● PROBLEM TO SOLVE
Using the records below, write out again exactly the lines that begin at the line containing "CategoryType::General => data.general" and end at the line containing "use super::*;", and no other lines.

● THE RECORDS
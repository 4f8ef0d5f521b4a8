//! Parsing of a slave's ESI (EtherCAT Slave Information) EEPROM image.
//!
//! The EEPROM is organised as a fixed header followed by a sequence of category blocks, each
//! tagged with a [`CategoryType`] and a word count, terminated by an `End` category (ETG1000.6
//! Table 17-23). This module turns that byte stream into [`EsiData`]; it never talks to the bus
//! itself, it only parses whatever bytes the slave informant already read out of EEPROM.

use bitflags::bitflags;

/// Category tags found in the ESI EEPROM, ETG1000.6 Table 19.
#[derive(Debug, Clone, Copy, PartialEq, Eq)]
pub enum CategoryType {
    Strings,
    DataTypes,
    General,
    Fmmu,
    SyncManager,
    FmmuExtended,
    SyncUnit,
    TxPdo,
    RxPdo,
    DistributedClock,
    /// A category this parser does not interpret; its bytes are skipped.
    Other(u16),
    /// Terminates the category list.
    End,
}

impl From<u16> for CategoryType {
    fn from(value: u16) -> Self {
        match value {
            10 => Self::Strings,
            20 => Self::DataTypes,
            30 => Self::General,
            40 => Self::Fmmu,
            41 => Self::SyncManager,
            42 => Self::FmmuExtended,
            43 => Self::SyncUnit,
            50 => Self::TxPdo,
            51 => Self::RxPdo,
            60 => Self::DistributedClock,
            0xFFFF => Self::End,
            other => Self::Other(other),
        }
    }
}

bitflags! {
    /// ETG1000.6 Table 21, "General" category, CoE details byte.
    #[derive(Debug, Clone, Copy, PartialEq, Eq, Default)]
    pub struct CoeDetails: u8 {
        const ENABLE_SDO = 0x01;
        const ENABLE_SDO_INFO = 0x02;
        const ENABLE_PDO_ASSIGN = 0x04;
        const ENABLE_PDO_CONFIG = 0x08;
        const ENABLE_STARTUP_UPLOAD = 0x10;
        const ENABLE_COMPLETE_ACCESS = 0x20;
    }
}

bitflags! {
    /// ETG1000.6 Table 21, "General" category, flags byte.
    #[derive(Debug, Clone, Copy, PartialEq, Eq, Default)]
    pub struct GeneralFlags: u8 {
        const ENABLE_SAFE_OP = 0x01;
        const ENABLE_NOT_LRW = 0x02;
        const MAILBOX_DLL = 0x04;
        const IDENT_AL_STATUS = 0x08;
        const IDENT_PHY_M = 0x10;
    }
}

bitflags! {
    /// ETG1000.6 Table 18, mailbox protocols supported flags.
    #[derive(Debug, Clone, Copy, PartialEq, Eq, Default)]
    pub struct MailboxProtocols: u16 {
        const AOE = 0x0001;
        const EOE = 0x0002;
        const COE = 0x0004;
        const FOE = 0x0008;
        const SOE = 0x0010;
        const VOE = 0x0020;
    }
}

/// Which process image direction an FMMU channel is wired to, ETG1000.6 Table 23.
#[derive(Debug, Clone, Copy, PartialEq, Eq)]
pub enum FmmuUsage {
    Unused,
    Outputs,
    Inputs,
    SyncManagerStatus,
}

impl From<u8> for FmmuUsage {
    fn from(value: u8) -> Self {
        match value {
            0x01 => Self::Outputs,
            0x02 => Self::Inputs,
            0x03 => Self::SyncManagerStatus,
            _ => Self::Unused,
        }
    }
}

/// SyncManager channel purpose, ETG1000.6 Table 23.
#[derive(Debug, Clone, Copy, PartialEq, Eq)]
pub enum SyncManagerKind {
    MailboxOut,
    MailboxIn,
    ProcessOutput,
    ProcessInput,
    Unknown(u8),
}

impl From<u8> for SyncManagerKind {
    fn from(value: u8) -> Self {
        match value {
            0 => Self::MailboxOut,
            1 => Self::MailboxIn,
            2 => Self::ProcessOutput,
            3 => Self::ProcessInput,
            other => Self::Unknown(other),
        }
    }
}

/// One SyncManager channel descriptor from the `SyncManager` category.
#[derive(Debug, Clone, Copy, PartialEq, Eq)]
pub struct SyncManagerDescriptor {
    pub start_addr: u16,
    pub length: u16,
    pub control: u8,
    pub enable: bool,
    pub usage: SyncManagerKind,
}

/// One entry within a TxPDO/RxPDO mapping object, pre-join with the CoE dictionary.
#[derive(Debug, Clone, PartialEq, Eq)]
pub struct EsiPdoEntry {
    pub index: u16,
    pub sub_index: u8,
    pub name: String,
    pub data_length_bits: u8,
}

/// One TxPDO/RxPDO description from the ESI `TxPdo`/`RxPdo` category.
#[derive(Debug, Clone, PartialEq, Eq)]
pub struct EsiPdoDescriptor {
    pub index: u16,
    pub sync_manager: u8,
    pub name: String,
    pub entries: Vec<EsiPdoEntry>,
}

/// The ESI `General` category (ETG1000.6 Table 21), resolved against the strings table.
#[derive(Debug, Clone, PartialEq, Eq, Default)]
pub struct EsiGeneral {
    pub group: String,
    pub image: String,
    pub order_number: String,
    pub name: String,
    pub coe_details: CoeDetails,
    pub foe_enabled: bool,
    pub eoe_enabled: bool,
    pub flags: GeneralFlags,
    /// EBus current consumption in mA; negative means this slave feeds current into the bus.
    pub ebus_current: i16,
}

/// Vendor/product identity, read from the fixed EEPROM header preceding the category list.
#[derive(Debug, Clone, Copy, PartialEq, Eq, Default)]
pub struct EsiHeader {
    pub vendor_id: u32,
    pub product_code: u32,
    pub revision_number: u32,
    pub serial_number: u32,
}

/// Everything this crate parses out of one slave's ESI EEPROM image.
#[derive(Debug, Clone, PartialEq, Eq, Default)]
pub struct EsiData {
    pub header: EsiHeader,
    pub strings: Vec<String>,
    pub general: EsiGeneral,
    pub fmmu: Vec<FmmuUsage>,
    pub sync_managers: Vec<SyncManagerDescriptor>,
    pub tx_pdos: Vec<EsiPdoDescriptor>,
    pub rx_pdos: Vec<EsiPdoDescriptor>,
    pub mailbox_protocols: MailboxProtocols,
}

/// Errors raised while parsing an ESI EEPROM image.
#[derive(Debug, Clone, thiserror::Error)]
pub enum EsiError {
    /// The image ended before the `End` category marker was found.
    #[error("EEPROM image truncated while reading category header at word {word_offset}")]
    Truncated {
        /// Word offset at which truncation was detected.
        word_offset: usize,
    },
    /// A category's declared length ran past the end of the image.
    #[error("category {category:?} declares {declared} words but only {available} remain")]
    CategoryOverrun {
        /// The category whose length overran the buffer.
        category: CategoryType,
        /// The number of words the category header declared.
        declared: usize,
        /// The number of words actually remaining.
        available: usize,
    },
    /// A string index referenced a slot past the end of the `Strings` table.
    #[error("string index {0} has no entry in the strings table")]
    BadStringIndex(u8),
}

fn le_u16(bytes: &[u8], offset: usize) -> Option<u16> {
    bytes.get(offset..offset + 2).map(|b| u16::from_le_bytes([b[0], b[1]]))
}

fn le_u32(bytes: &[u8], offset: usize) -> Option<u32> {
    bytes
        .get(offset..offset + 4)
        .map(|b| u32::from_le_bytes([b[0], b[1], b[2], b[3]]))
}

/// Resolve a 1-based string table index to its string, or `""` for index 0 (ETG1000.6 convention:
/// index 0 always means "no string").
fn resolve_string(strings: &[String], idx: u8) -> Result<String, EsiError> {
    if idx == 0 {
        return Ok(String::new());
    }

    strings
        .get(usize::from(idx) - 1)
        .cloned()
        .ok_or(EsiError::BadStringIndex(idx))
}

fn parse_strings_category(body: &[u8]) -> Vec<String> {
    let Some(&count) = body.first() else {
        return Vec::new();
    };

    let mut strings = Vec::with_capacity(usize::from(count));
    let mut offset = 1;

    for _ in 0..count {
        let Some(&len) = body.get(offset) else { break };
        let start = offset + 1;
        let end = start + usize::from(len);

        let Some(slice) = body.get(start..end) else { break };

        strings.push(String::from_utf8_lossy(slice).into_owned());
        offset = end;
    }

    strings
}

fn parse_general_category(body: &[u8], strings: &[String]) -> Result<EsiGeneral, EsiError> {
    let group_idx = *body.first().unwrap_or(&0);
    let image_idx = *body.get(1).unwrap_or(&0);
    let order_idx = *body.get(2).unwrap_or(&0);
    let name_idx = *body.get(3).unwrap_or(&0);
    let coe_details = CoeDetails::from_bits_truncate(*body.get(5).unwrap_or(&0));
    let foe_enabled = body.get(6).unwrap_or(&0) & 0x01 != 0;
    let eoe_enabled = body.get(6).unwrap_or(&0) & 0x02 != 0;
    let flags = GeneralFlags::from_bits_truncate(*body.get(10).unwrap_or(&0));
    let ebus_current = body
        .get(11..13)
        .map(|b| i16::from_le_bytes([b[0], b[1]]))
        .unwrap_or(0);

    Ok(EsiGeneral {
        group: resolve_string(strings, group_idx)?,
        image: resolve_string(strings, image_idx)?,
        order_number: resolve_string(strings, order_idx)?,
        name: resolve_string(strings, name_idx)?,
        coe_details,
        foe_enabled,
        eoe_enabled,
        flags,
        ebus_current,
    })
}

fn parse_fmmu_category(body: &[u8]) -> Vec<FmmuUsage> {
    body.iter().copied().map(FmmuUsage::from).collect()
}

fn parse_sync_manager_category(body: &[u8]) -> Vec<SyncManagerDescriptor> {
    body.chunks_exact(8)
        .map(|chunk| SyncManagerDescriptor {
            start_addr: u16::from_le_bytes([chunk[0], chunk[1]]),
            length: u16::from_le_bytes([chunk[2], chunk[3]]),
            control: chunk[4],
            enable: chunk[6] & 0x01 != 0,
            usage: SyncManagerKind::from(chunk[7]),
        })
        .collect()
}

fn parse_pdo_category(body: &[u8], strings: &[String]) -> Result<Vec<EsiPdoDescriptor>, EsiError> {
    let mut pdos = Vec::new();
    let mut offset = 0;

    while offset + 8 <= body.len() {
        let index = le_u16(body, offset).unwrap_or(0);
        let num_entries = body[offset + 2];
        let sync_manager = body[offset + 3];
        let name_idx = body[offset + 5];

        offset += 8;

        let name = resolve_string(strings, name_idx)?;
        let mut entries = Vec::with_capacity(usize::from(num_entries));

        for _ in 0..num_entries {
            let Some(entry_chunk) = body.get(offset..offset + 8) else { break };

            entries.push(EsiPdoEntry {
                index: u16::from_le_bytes([entry_chunk[0], entry_chunk[1]]),
                sub_index: entry_chunk[2],
                name: resolve_string(strings, entry_chunk[3])?,
                data_length_bits: entry_chunk[5],
            });

            offset += 8;
        }

        pdos.push(EsiPdoDescriptor {
            index,
            sync_manager,
            name,
            entries,
        });
    }

    Ok(pdos)
}

/// Parse a complete ESI EEPROM image: a 16-byte header followed by category blocks ending in
/// `End` (spec §4.4 step 4, "Read ESI ... Parse ESI into header, strings, general info, FMMU
/// list, SyncManager list, TxPDO/RxPDO objects").
pub fn parse(image: &[u8]) -> Result<EsiData, EsiError> {
    let header = EsiHeader {
        vendor_id: le_u32(image, 8).ok_or(EsiError::Truncated { word_offset: 4 })?,
        product_code: le_u32(image, 12).ok_or(EsiError::Truncated { word_offset: 6 })?,
        revision_number: le_u32(image, 16).ok_or(EsiError::Truncated { word_offset: 8 })?,
        serial_number: le_u32(image, 20).ok_or(EsiError::Truncated { word_offset: 10 })?,
    };

    let mut data = EsiData {
        header,
        ..Default::default()
    };

    let mut offset = 0x80;

    loop {
        let Some(category_raw) = le_u16(image, offset) else {
            return Err(EsiError::Truncated {
                word_offset: offset / 2,
            });
        };
        let category = CategoryType::from(category_raw);

        if matches!(category, CategoryType::End) {
            break;
        }

        let Some(word_len) = le_u16(image, offset + 2) else {
            return Err(EsiError::Truncated {
                word_offset: offset / 2 + 1,
            });
        };
        let byte_len = usize::from(word_len) * 2;
        let body_start = offset + 4;

        let Some(body) = image.get(body_start..body_start + byte_len) else {
            return Err(EsiError::CategoryOverrun {
                category,
                declared: byte_len,
                available: image.len().saturating_sub(body_start),
            });
        };

        match category {
            CategoryType::Strings => data.strings = parse_strings_category(body),
            CategoryType::General => data.general = parse_general_category(body, &data.strings)?,
            CategoryType::Fmmu => data.fmmu = parse_fmmu_category(body),
            CategoryType::SyncManager => data.sync_managers = parse_sync_manager_category(body),
            CategoryType::TxPdo => data.tx_pdos = parse_pdo_category(body, &data.strings)?,
            CategoryType::RxPdo => data.rx_pdos = parse_pdo_category(body, &data.strings)?,
            _ => {}
        }

        offset = body_start + byte_len;
    }

    Ok(data)
}

#[cfg(test)]
mod tests {
    use super::*;

    fn build_image(categories: &[(u16, &[u8])]) -> Vec<u8> {
        let mut image = vec![0u8; 0x80];
        image[8..12].copy_from_slice(&0x1234_5678u32.to_le_bytes());
        image[12..16].copy_from_slice(&1u32.to_le_bytes());

        for (tag, body) in categories {
            image.extend_from_slice(&tag.to_le_bytes());
            let word_len = (body.len() / 2) as u16;
            image.extend_from_slice(&word_len.to_le_bytes());
            image.extend_from_slice(body);
        }

        image.extend_from_slice(&0xFFFFu16.to_le_bytes());
        image
    }

    #[test]
    fn parses_vendor_and_product_from_header() {
        let image = build_image(&[]);
        let data = parse(&image).unwrap();

        assert_eq!(data.header.vendor_id, 0x1234_5678);
        assert_eq!(data.header.product_code, 1);
    }

    #[test]
    fn strings_category_resolves_general_name() {
        let strings_body: &[u8] = &[1, 4, b'T', b'e', b's', b't'];
        let general_body: &[u8] = &[0, 0, 0, 1, 0, 0, 0, 0, 0, 0, 0, 0, 0];

        let image = build_image(&[(10, strings_body), (30, general_body)]);
        let data = parse(&image).unwrap();

        assert_eq!(data.general.name, "Test");
    }

    #[test]
    fn unknown_category_is_skipped_without_error() {
        let image = build_image(&[(1000, &[1, 2, 3, 4])]);

        assert!(parse(&image).is_ok());
    }

    #[test]
    fn truncated_image_is_reported() {
        let mut image = vec![0u8; 0x84];
        image[0x80..0x82].copy_from_slice(&30u16.to_le_bytes());
        image[0x82..0x84].copy_from_slice(&100u16.to_le_bytes());

        assert!(matches!(parse(&image), Err(EsiError::CategoryOverrun { .. })));
    }
}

● YOUR RESPONSE
            CategoryType::General => data.general = parse_general_category(body, &data.strings)?,
            CategoryType::Fmmu => data.fmmu = parse_fmmu_category(body),
            CategoryType::SyncManager => data.sync_managers = parse_sync_manager_category(body),
            CategoryType::TxPdo => data.tx_pdos = parse_pdo_category(body, &data.strings)?,
            CategoryType::RxPdo => data.rx_pdos = parse_pdo_category(body, &data.strings)?,
            _ => {}
        }

        offset = body_start + byte_len;
    }

    Ok(data)
}

#[cfg(test)]
mod tests {
    use super::*;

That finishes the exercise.